Starting out in 70s New York, Parker was present at the heyday of the loft era, when rents were cheap and artist-run performance spaces provided ample opportunity for those in the leftfield to practise their art. Even after gentrification put these spaces out of action, it was still possible to stage concerts in churches, galleries and other spaces.

But, with free jazz being pushed further underground, finding a label – or the money – to release the music was a different matter. Throughout the 70s and 80s, largely ignored by the mainstream, Parker honed his craft, snatching opportunities to run live shows and recording sessions, almost all of which remained unheard. Until now.

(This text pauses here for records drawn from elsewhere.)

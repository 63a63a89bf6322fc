//! # charlcd-core
//!
//! Emulation core for HD44780-class character LCD controllers, the display
//! used on small AVR development boards (16×2 and 20×4 panels).
//!
//! The controller model is driven exactly like the real chip: byte-level
//! command/data writes arriving over a 4-bit or 8-bit parallel bus. It keeps
//! the chip's internal addressable memory (DDRAM for visible characters,
//! CGRAM for the 8 user-definable glyphs), the address counter, entry mode,
//! and display control flags, and exposes read-only snapshots for renderers.
//!
//! ## Architecture
//!
//! - [`Hd44780`] — Display controller state machine (memory, cursor, flags)
//! - [`Command`] — Decoded controller instruction ([`decode`])
//! - [`PinBus`] — Pin-level bus adapter (RS/RW/E + data lines, 4-bit nibble
//!   assembly)
//! - [`cgrom`] — Fixed 256-glyph character ROM (ROM code A00)
//! - [`Rasterizer`] — Renders a snapshot to an RGBA framebuffer
//! - [`SharedHd44780`] — Thread-safe handle for a writer thread plus
//!   independent renderer threads
//! - [`savestate`] — Save/load of controller state to a file
//!
//! ## Threading
//!
//! The controller itself is a plain mutable struct; every operation is
//! synchronous and O(1) per byte. A simulation thread drives writes while a
//! UI thread renders, so cross-thread use goes through [`SharedHd44780`],
//! which copies state out under a lock. Renderers detect changes by
//! comparing the monotonic revision counters carried in each snapshot; no
//! renderer ever mutates controller state.

pub mod bus;
pub mod cgrom;
pub mod command;
pub mod controller;
pub mod render;
pub mod savestate;
pub mod shared;

pub use bus::PinBus;
pub use command::{decode, Command};
pub use controller::{Hd44780, Snapshot};
pub use render::Rasterizer;
pub use shared::SharedHd44780;

/// Glyph width in pixels.
pub const CHAR_WIDTH: usize = 5;
/// Glyph height in pixels.
pub const CHAR_HEIGHT: usize = 8;

/// Addressable DDRAM span (the set-DDRAM-address payload is 7 bits).
pub const DDRAM_SIZE: usize = 0x80;
/// CGRAM size: 8 custom glyphs × 8 rows.
pub const CGRAM_SIZE: usize = 0x40;
/// Offset of CGRAM within the unified memory view.
pub const CGRAM_BASE: usize = 0x80;
/// Total unified memory: DDRAM followed by CGRAM.
pub const VRAM_SIZE: usize = DDRAM_SIZE + CGRAM_SIZE;

/// Number of user-definable CGRAM glyphs (codes 0–7).
pub const CGRAM_GLYPHS: usize = 8;

/// DDRAM base address of each display row.
///
/// Fixed by the chip's row multiplexing: rows 2 and 3 of a 4-row panel
/// continue rows 0 and 1 twenty columns in. Firmware addresses rows by
/// these exact literals (`0x80 | base`).
pub const ROW_OFFSETS: [u8; 4] = [0x00, 0x40, 0x14, 0x54];

/// Largest supported panel geometry.
pub const MAX_COLS: usize = 20;
pub const MAX_ROWS: usize = 4;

Across six discs, this box set gathers together key documents from those early years – and shows Parker’s aesthetic almost fully formed from the beginning. Extended duo sessions with saxophonists Daniel Carter and Charles Gayle reveal an attentive ear and an early penchant for the swirling, arco passages that have become a central pillar of his work.

Three separate sets performed with the Centering Dance Music Ensemble highlight the multidisciplinary nature of a lot of the early projects, conceived to run alongside dance (choreographed by his wife Patricia Nicholson) and with one session, subtitled Voices, featuring just bass, drums and mournful, dramatic vocals.

Elsewhere, in a session from 1980, the Dance Music Ensemble musters a classic free jazz sound – with Denis Charles on drums and David S. Ware on stratospheric tenor sax, straining into heavenward altissimo bliss. The larger groups really burn, too. Big Moon Ensemble – a double quartet – brews up glowering, rangy free-bop, while Centering Big Band – a 13-piece – creates crashing, large-scale free jazz that feels like George Russell directing Sun Ra’s Arkestra.

By the time Parker broke through into wider public consciousness with In Order to Survive in 1993, he was already in his early 40s. This almost overwhelmingly rich archival resource shows that, for nearly two decades, he’d already been striking out very far from shore, and refining an ability to present cerebral concepts with a warm and inclusive sense of soul.